An Organo initiative.
THE FORGOTTEN INTELLIGENCE OF PLANTS
Nagesh Battula
28 March 2026

Photosynthesis is a process by which plants use sunlight, water, and carbon dioxide to make their own food and release oxygen. We all have read this in our 3rd grade textbooks. Maybe you can still picture that. Green leaves, yellow sun, some arrows pointing here and there.
But do we know anything more about plants than this?
If you look around you for a moment, that tree, which is right outside your home, is not just standing there. It is making that whole area cooler. It is giving shade to people walking by. It is holding the soil tightly so it does not wash away during heavy rains. It’s absorbing hundreds of litres of rainwater, so your street doesn’t flood when it pours.
It all starts with plants.
Plants are literally the reason we have food. Every single thing you ate today came from a plant or from an animal that ate plants. The rice, the vegetables, the fruit, even the chicken and milk.

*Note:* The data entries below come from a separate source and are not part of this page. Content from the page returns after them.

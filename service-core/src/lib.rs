//! service-core: Shared infrastructure for the matching services.
pub mod config;
pub mod error;
pub mod middleware;
pub mod observability;

pub use axum;
pub use serde;
pub use serde_json;
pub use tokio;
pub use tracing;
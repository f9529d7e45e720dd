use axum::http::HeaderValue;
use axum::{extract::Request, middleware::Next, response::Response};
use uuid::Uuid;

pub const REQUEST_ID_HEADER: &str = "x-request-id";

/// Echo the caller's `x-request-id` (or mint one) on both the request and the
/// response, and run the rest of the stack inside a span carrying it.
pub async fn request_id_middleware(mut req: Request, next: Next) -> Response {
    let request_id = req
        .headers()
        .get(REQUEST_ID_HEADER)
        .and_then(|h| h.to_str().ok())
        .map(|s| s.to_string())
        .unwrap_or_else(|| Uuid::new_v4().to_string());

    if let Ok(header_value) = HeaderValue::from_str(&request_id) {
        req.headers_mut().insert(REQUEST_ID_HEADER, header_value);
    }

    let span = tracing::info_span!("request", request_id = %request_id);
    let mut response = tracing::Instrument::instrument(next.run(req), span).await;

    if let Ok(header_value) = HeaderValue::from_str(&request_id) {
        response
            .headers_mut()
            .insert(REQUEST_ID_HEADER, header_value);
    }

    response
}
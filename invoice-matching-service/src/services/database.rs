//! Postgres-backed ledger store for invoice-matching-service.

use crate::matching::amount::{round2, AMOUNT_EPSILON};
use crate::matching::settlement::book_payment;
use crate::models::{
    AuditLogEntry, BankTransaction, BankTransactionStatus, DealSummary, FeeEvent, InvestorSummary,
    Invoice, InvoiceSummary, MatchDetail, MatchStatus, MatchType, NewMatch, ReconciliationMatch,
    Subscription, SubscriptionStatus,
};
use crate::services::metrics::DB_QUERY_DURATION;
use crate::services::{ApplyMatch, AuditSink, LedgerStore, StoreError};
use async_trait::async_trait;
use chrono::{DateTime, Utc};
use rust_decimal::Decimal;
use service_core::error::AppError;
use sqlx::postgres::{PgPool, PgPoolOptions};
use sqlx::FromRow;
use std::time::Duration;
use tracing::{info, instrument};
use uuid::Uuid;

const BANK_TRANSACTION_COLUMNS: &str = "bank_transaction_id, amount, currency, status, matched_invoice_ids, counterparty, memo, value_date, created_utc, updated_utc";
const INVOICE_COLUMNS: &str = "invoice_id, invoice_number, investor_id, deal_id, total, paid_amount, balance_due, currency, status, match_status, paid_at, created_utc, updated_utc";
const MATCH_COLUMNS: &str = "match_id, bank_transaction_id, invoice_id, matched_amount, match_type, match_confidence, match_reason, status, notes, approved_at, approved_by, created_utc";
const SUBSCRIPTION_COLUMNS: &str =
    "subscription_id, investor_id, vehicle_id, commitment, funded_amount, status, updated_utc";

/// Flat row of the match detail join.
#[derive(Debug, FromRow)]
struct MatchDetailRow {
    match_id: Uuid,
    bank_transaction_id: Uuid,
    invoice_id: Uuid,
    matched_amount: Decimal,
    match_type: String,
    match_confidence: i32,
    match_reason: Option<String>,
    status: String,
    notes: Option<String>,
    approved_at: Option<DateTime<Utc>>,
    approved_by: Option<String>,
    created_utc: DateTime<Utc>,
    invoice_number: Option<String>,
    invoice_total: Option<Decimal>,
    invoice_status: Option<String>,
    investor_id: Option<Uuid>,
    investor_legal_name: Option<String>,
    deal_id: Option<Uuid>,
    deal_name: Option<String>,
}

impl From<MatchDetailRow> for MatchDetail {
    fn from(row: MatchDetailRow) -> Self {
        let investor = match (row.investor_id, row.investor_legal_name) {
            (Some(investor_id), Some(legal_name)) => Some(InvestorSummary {
                investor_id,
                legal_name,
            }),
            _ => None,
        };
        let deal = match (row.deal_id, row.deal_name) {
            (Some(deal_id), Some(name)) => Some(DealSummary { deal_id, name }),
            _ => None,
        };
        let invoice = match (row.invoice_total, row.invoice_status) {
            (Some(total), Some(status)) => Some(InvoiceSummary {
                invoice_id: row.invoice_id,
                invoice_number: row.invoice_number,
                total,
                status,
                investor,
                deal,
            }),
            _ => None,
        };

        MatchDetail {
            reconciliation_match: ReconciliationMatch {
                match_id: row.match_id,
                bank_transaction_id: row.bank_transaction_id,
                invoice_id: row.invoice_id,
                matched_amount: row.matched_amount,
                match_type: row.match_type,
                match_confidence: row.match_confidence,
                match_reason: row.match_reason,
                status: row.status,
                notes: row.notes,
                approved_at: row.approved_at,
                approved_by: row.approved_by,
                created_utc: row.created_utc,
            },
            invoice,
        }
    }
}

/// Database connection pool wrapper.
#[derive(Clone)]
pub struct PgLedgerStore {
    pool: PgPool,
}

impl PgLedgerStore {
    /// Create a new database connection pool.
    #[instrument(skip(database_url), fields(service = "invoice-matching-service"))]
    pub async fn new(
        database_url: &str,
        max_connections: u32,
        min_connections: u32,
    ) -> Result<Self, AppError> {
        info!(
            max_connections = max_connections,
            min_connections = min_connections,
            "Connecting to PostgreSQL"
        );

        let pool = PgPoolOptions::new()
            .max_connections(max_connections)
            .min_connections(min_connections)
            .acquire_timeout(Duration::from_secs(30))
            .idle_timeout(Duration::from_secs(600))
            .connect(database_url)
            .await
            .map_err(|e| AppError::DatabaseError(anyhow::anyhow!("Failed to connect: {}", e)))?;

        info!("PostgreSQL connection pool established");

        Ok(Self { pool })
    }

    pub fn pool(&self) -> &PgPool {
        &self.pool
    }

    /// Run database migrations.
    #[instrument(skip(self))]
    pub async fn run_migrations(&self) -> Result<(), AppError> {
        info!("Running database migrations");
        sqlx::migrate!("./migrations")
            .run(&self.pool)
            .await
            .map_err(|e| AppError::DatabaseError(anyhow::anyhow!("Migration failed: {}", e)))?;
        info!("Database migrations completed");
        Ok(())
    }

    async fn approved_matches_where(
        &self,
        column: &str,
        id: Uuid,
    ) -> Result<Vec<ReconciliationMatch>, StoreError> {
        let sql = format!(
            "SELECT {} FROM reconciliation_matches WHERE {} = $1 AND status = $2 ORDER BY created_utc",
            MATCH_COLUMNS, column
        );
        let matches = sqlx::query_as::<_, ReconciliationMatch>(&sql)
            .bind(id)
            .bind(MatchStatus::Approved.as_str())
            .fetch_all(&self.pool)
            .await?;
        Ok(matches)
    }
}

At this exact moment, while you read this article, the plants are filtering the air you are breathing. They are pulling out toxins and pollutants that you cannot see or smell. Formaldehyde from your furniture, benzene from detergents, and carbon monoxide from cooking- the plants are absorbing all of it and giving you back cleaner air.
They are more than just the ‘green’ and ‘decorative’ label!
Some plants are medicine. Actual medicine that has been healing people for thousands of years, before pharmacies existed. Some plants are food. Wild fruits, edible leaves, and roots you can cook. Some plants feed the bees and butterflies that pollinate the crops we eat. Some give us wood, cotton, rubber, and paper.
Under the soil, plants are connected to millions of tiny fungi and bacteria. These microscopic creatures are trading nutrients with plant roots like underworld dealing. The plants give them sugars. They give the plants minerals and water. No one programmed them to happen this way. We didn’t even know it was happening or why. But it is.
Are we slowly killing the system?
But did you notice in recent days that there are the same plants everywhere? Same grass, same hedges and same ornamental trees? Of course, they are easy to maintain and look clean and organised, but they are also dead in a way.
When you only plant a few types of plants and repeat them everywhere, you kill the system. By doing this, we remove many benefits that plants give us for free. The bees don’t come because there’s nothing for them. The helpful insects disappear. The soil gets weaker because there’s no variety feeding it. The underground network breaks down. Then we add chemical fertilisers, sprinkler systems, and pesticides.
We are spending money to do a bad version of what a diverse garden would have done perfectly for free.
It’s not about planting more, but planting better, together. When communities start choosing the right plants and growing them in the right way, everything slowly begins to work better on its own.